─── THE RECORDS ───

//! Key-value storage for cached data.

mod memory;
mod sqlite;

pub use memory::MemoryStorage;
pub use sqlite::SqliteStorage;

use std::sync::Arc;

use chrono::{DateTime, Utc};
use serde::{Deserialize, Serialize};
use serde_json::Value;
use thiserror::Error;

use crate::config::{StorageBackend, StorageConfig};

/// Logical store an item belongs to.
#[derive(Debug, Clone, Copy, PartialEq, Eq, Hash, Serialize, Deserialize)]
#[serde(rename_all = "snake_case")]
pub enum StorageType {
    /// Browser-local style storage.
    Local,
    /// Settings roamed with the mailbox.
    Mailbox,
    /// Larger cached documents.
    Database,
}

impl StorageType {
    pub fn as_str(&self) -> &'static str {
        match self {
            StorageType::Local => "local",
            StorageType::Mailbox => "mailbox",
            StorageType::Database => "database",
        }
    }
}

/// A stored value with the time it was written.
#[derive(Debug, Clone, PartialEq, Serialize, Deserialize)]
pub struct StoredItem {
    pub value: Value,
    pub creation_date: DateTime<Utc>,
}

#[derive(Debug, Error)]
pub enum StorageError {
    #[error("Database error: {0}")]
    Database(String),

    #[error("Serialization error: {0}")]
    Serialization(String),

    #[error("Storage lock poisoned")]
    LockPoisoned,
}

/// Storage backend.
pub trait Storage: Send + Sync {
    fn get_item(&self, store: StorageType, key: &str) -> Result<Option<StoredItem>, StorageError>;

    /// Store `value`, stamping it with the current time.
    fn set_item(&self, store: StorageType, key: &str, value: Value) -> Result<(), StorageError>;

    fn remove_item(&self, store: StorageType, key: &str) -> Result<(), StorageError>;
}

/// Open the backend selected in the config.
pub fn open_storage(config: &StorageConfig) -> Result<Arc<dyn Storage>, StorageError> {
    match config.backend {
        StorageBackend::Memory => Ok(Arc::new(MemoryStorage::new())),
        StorageBackend::Sqlite => Ok(Arc::new(SqliteStorage::new(&config.path)?)),
    }
}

───

## ASSIGNMENT:
Using the listing, collect all lines in which the string "with" is found.

## WRITTEN ANSWER:
    /// Settings roamed with the mailbox.
/// A stored value with the time it was written.
    /// Store `value`, stamping it with the current time.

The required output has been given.